Rosenblatt et al. emphasized that they explored these findings using multiple models. When not making any adjustments for comorbidities or disease severity, new-onset AFib was linked to a higher risk of mortality. However, when adjusting for these key patient factors, new-onset AFib was no longer strongly associated with a higher mortality risk. The fully adjusted model did point to a link between new-onset AFib and major adverse cardiac events (MACEs), but that connection was not nearly as strong as it was in the unadjusted model.
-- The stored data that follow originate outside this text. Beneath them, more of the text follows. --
use crate::*;
use cgmath::EuclideanSpace;
use std::iter::FusedIterator;

impl Loop {
    /// Returns the vertex at this corner.
    #[inline(always)]
    pub fn vertex(&self) -> VertexId { self.vertex }

    /// Returns the edge leaving this corner toward the next one.
    #[inline(always)]
    pub fn edge(&self) -> EdgeId { self.edge }

    /// Returns the face this corner belongs to.
    #[inline(always)]
    pub fn face(&self) -> FaceId { self.face }

    /// Returns the next corner of the face cycle, in polygon order.
    #[inline(always)]
    pub fn next(&self) -> LoopId { self.next }

    /// Returns the previous corner of the face cycle.
    #[inline(always)]
    pub fn prev(&self) -> LoopId { self.prev }

    /// Returns the next corner of the radial cycle around this corner's
    /// edge.
    #[inline(always)]
    pub fn radial_next(&self) -> LoopId { self.radial_next }

    /// Returns the previous corner of the radial cycle.
    #[inline(always)]
    pub fn radial_prev(&self) -> LoopId { self.radial_prev }
}

impl Face {
    /// Returns the anchor loop of the face cycle.
    ///
    /// Always `Some` for a face built by [`Mesh::add_face`]; the anchor is
    /// the corner of the last vertex passed to it.
    #[inline(always)]
    pub fn first_loop(&self) -> Option<LoopId> { self.first_loop }

    /// Returns the number of corners, cached at construction.
    #[inline(always)]
    pub fn vertex_count(&self) -> usize { self.vertex_count }
}

impl Mesh {
    /// Adds a polygon over the given vertices, in order, and returns its
    /// handle; returns `None` for an empty slice.
    ///
    /// The bounding edges are looked up or created with [`Mesh::add_edge`],
    /// so neighboring faces share edges instead of duplicating them. The
    /// edge at index `i` connects `vertices[i]` to `vertices[(i + 1) % n]`.
    /// Two-vertex faces are legal: both corners then share the single edge.
    /// # Panics
    /// Panics if consecutive vertices coincide (a self-edge), which includes
    /// passing a single vertex.
    /// # Examples
    /// ```
    /// use bmesh_topology::Mesh;
    /// let mut mesh = Mesh::new();
    /// let v0 = mesh.add_vertex((-0.5, 0.0, -0.28867514));
    /// let v1 = mesh.add_vertex((0.5, 0.0, -0.28867514));
    /// let v2 = mesh.add_vertex((0.0, 0.0, 0.57735028));
    /// let f = mesh.add_face(&[v0, v1, v2]).unwrap();
    ///
    /// assert_eq!(mesh.edge_count(), 3);
    /// assert_eq!(mesh.loop_count(), 3);
    /// assert_eq!(mesh[f].vertex_count(), 3);
    ///
    /// // The cycle starts at the anchor, the corner of the last vertex.
    /// let ring: Vec<_> = mesh.face_vertices(f).collect();
    /// assert_eq!(ring, vec![v2, v0, v1]);
    ///
    /// assert!(mesh.add_face(&[]).is_none());
    /// ```
    pub fn add_face(&mut self, vertices: &[VertexId]) -> Option<FaceId> {
        if vertices.is_empty() {
            return None;
        }
        let n = vertices.len();
        let mut edges = Vec::with_capacity(n);
        for i in 0..n {
            edges.push(self.add_edge(vertices[i], vertices[(i + 1) % n]));
        }
        let mut attributes = Attributes::default();
        attrib::ensure_attributes(&self.face_attributes, &mut attributes);
        let f = self.faces.insert(Face {
            id: 0,
            attributes,
            first_loop: None,
            vertex_count: n,
        });
        for i in 0..n {
            let mut attributes = Attributes::default();
            attrib::ensure_attributes(&self.loop_attributes, &mut attributes);
            let l = self.loops.insert_with_key(|key| Loop {
                attributes,
                vertex: vertices[i],
                edge: edges[i],
                face: f,
                next: key,
                prev: key,
                radial_next: key,
                radial_prev: key,
            });
            self.face_splice(f, l);
            self.radial_splice(edges[i], l);
        }
        Some(f)
    }

    /// Removes a face and all of its loops. The bounding edges and vertices
    /// stay.
    pub fn remove_face(&mut self, f: FaceId) {
        if let Some(start) = self.faces[f].first_loop {
            let mut l = start;
            loop {
                let next = self.loops[l].next;
                self.kill_loop(l);
                if next == start {
                    break;
                }
                l = next;
            }
        }
        self.faces.remove(f);
    }

    /// Returns an iterator over the face cycle of `f`, in polygon order,
    /// starting at the anchor loop.
    #[inline(always)]
    pub fn face_loops(&self, f: FaceId) -> FaceLoopIter<'_> {
        FaceLoopIter {
            mesh: self,
            start: self.faces[f].first_loop,
            next: self.faces[f].first_loop,
            remaining: self.faces[f].vertex_count,
        }
    }

    /// Returns an iterator over the corner vertices of `f`, in polygon
    /// order, starting at the anchor loop.
    #[inline(always)]
    pub fn face_vertices(&self, f: FaceId) -> impl Iterator<Item = VertexId> + '_ {
        self.face_loops(f).map(move |l| self.loops[l].vertex)
    }

    /// Returns an iterator over the bounding edges of `f`, aligned with
    /// [`Mesh::face_vertices`]: the k-th edge connects the k-th corner
    /// vertex to the (k+1)-th.
    #[inline(always)]
    pub fn face_edges(&self, f: FaceId) -> impl Iterator<Item = EdgeId> + '_ {
        self.face_loops(f).map(move |l| self.loops[l].edge)
    }

    /// Returns the loop of `f` whose corner sits at `v`, or `None` if `v`
    /// is not a corner of `f`.
    #[inline(always)]
    pub fn loop_of(&self, f: FaceId, v: VertexId) -> Option<LoopId> {
        self.face_loops(f).find(|&l| self.loops[l].vertex == v)
    }

    /// Returns the arithmetic mean of the corner positions.
    pub fn face_center(&self, f: FaceId) -> Point3 {
        let mut sum = Vector3::new(0.0, 0.0, 0.0);
        let mut count = 0;
        for v in self.face_vertices(f) {
            sum += self.vertices[v].position.to_vec();
            count += 1;
        }
        Point3::from_vec(sum / count as f64)
    }

    /// Unsplices one loop from its radial cycle and frees it. The caller
    /// must already have taken the loop out of its face's bookkeeping; only
    /// [`Mesh::remove_face`]'s cycle walk calls this.
    fn kill_loop(&mut self, l: LoopId) {
        let edge = self.loops[l].edge;
        let radial_next = self.loops[l].radial_next;
        let radial_prev = self.loops[l].radial_prev;
        if radial_next == l {
            self.edges[edge].first_loop = None;
        } else {
            self.loops[radial_prev].radial_next = radial_next;
            self.loops[radial_next].radial_prev = radial_prev;
            if self.edges[edge].first_loop == Some(l) {
                self.edges[edge].first_loop = Some(radial_next);
            }
        }
        self.loops.remove(l);
    }

    /// Splices `l` into the face cycle right after the anchor, then
    /// re-anchors the face at `l`, so corners added in order form the
    /// polygon in order.
    fn face_splice(&mut self, f: FaceId, l: LoopId) {
        if let Some(head) = self.faces[f].first_loop {
            let after = self.loops[head].next;
            self.loops[l].prev = head;
            self.loops[l].next = after;
            self.loops[head].next = l;
            self.loops[after].prev = l;
        }
        self.faces[f].first_loop = Some(l);
    }

    /// Splices `l` into the radial cycle of `e` and re-anchors the edge at
    /// `l`. Radial order carries no meaning.
    fn radial_splice(&mut self, e: EdgeId, l: LoopId) {
        if let Some(head) = self.edges[e].first_loop {
            let after = self.loops[head].radial_next;
            self.loops[l].radial_prev = head;
            self.loops[l].radial_next = after;
            self.loops[head].radial_next = l;
            self.loops[after].radial_prev = l;
        }
        self.edges[e].first_loop = Some(l);
    }
}

/// Iterator over the face cycle of one face. See [`Mesh::face_loops`].
#[derive(Clone, Debug)]
pub struct FaceLoopIter<'a> {
    mesh: &'a Mesh,
    start: Option<LoopId>,
    next: Option<LoopId>,
    remaining: usize,
}

impl Iterator for FaceLoopIter<'_> {
    type Item = LoopId;

    fn next(&mut self) -> Option<LoopId> {
        if self.remaining == 0 {
            return None;
        }
        let current = self.next?;
        self.remaining -= 1;
        let next = self.mesh.loops[current].next;
        if self.remaining == 0 {
            debug_assert!(
                Some(next) == self.start,
                "the face cycle does not close on its corner count",
            );
        }
        self.next = Some(next);
        Some(current)
    }

    #[inline(always)]
    fn size_hint(&self) -> (usize, Option<usize>) { (self.remaining, Some(self.remaining)) }
}

impl ExactSizeIterator for FaceLoopIter<'_> {
    #[inline(always)]
    fn len(&self) -> usize { self.remaining }
}

impl FusedIterator for FaceLoopIter<'_> {}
“Our findings do not support a causal association between incident AFib and mortality among patients hospitalized with COVID-19,” the authors wrote. “However, an attenuated association was found between new-onset AF and MACE in the fully adjusted model. These findings predominantly suggest that AFib is a marker of disease severity, though specific AFib-directed therapies such at rhythm control and anticoagulation need to be further investigated to assess the impact on MACE event occurrences.”
The pandemic’s long-term impact on heart rhythm issues
In a prepared statement highlighting this research, cardiac electrophysiologist Jonathan Piccini, MD, MHS, volunteer chair of the AHA’s Atrial Fibrillation Systems of Care Advisory Group, noted that the pandemic will likely have an impact on AFib rates for the foreseeable future.
“In 2001, experts predicted the number of Americans living with AFib would double by 2050 — the situation may be more dire following the COVID-19 pandemic,” Piccini said. “Research suggests AFib is likely to influence more Americans and could put more people at greater risk of stroke and heart failure than previously expected.”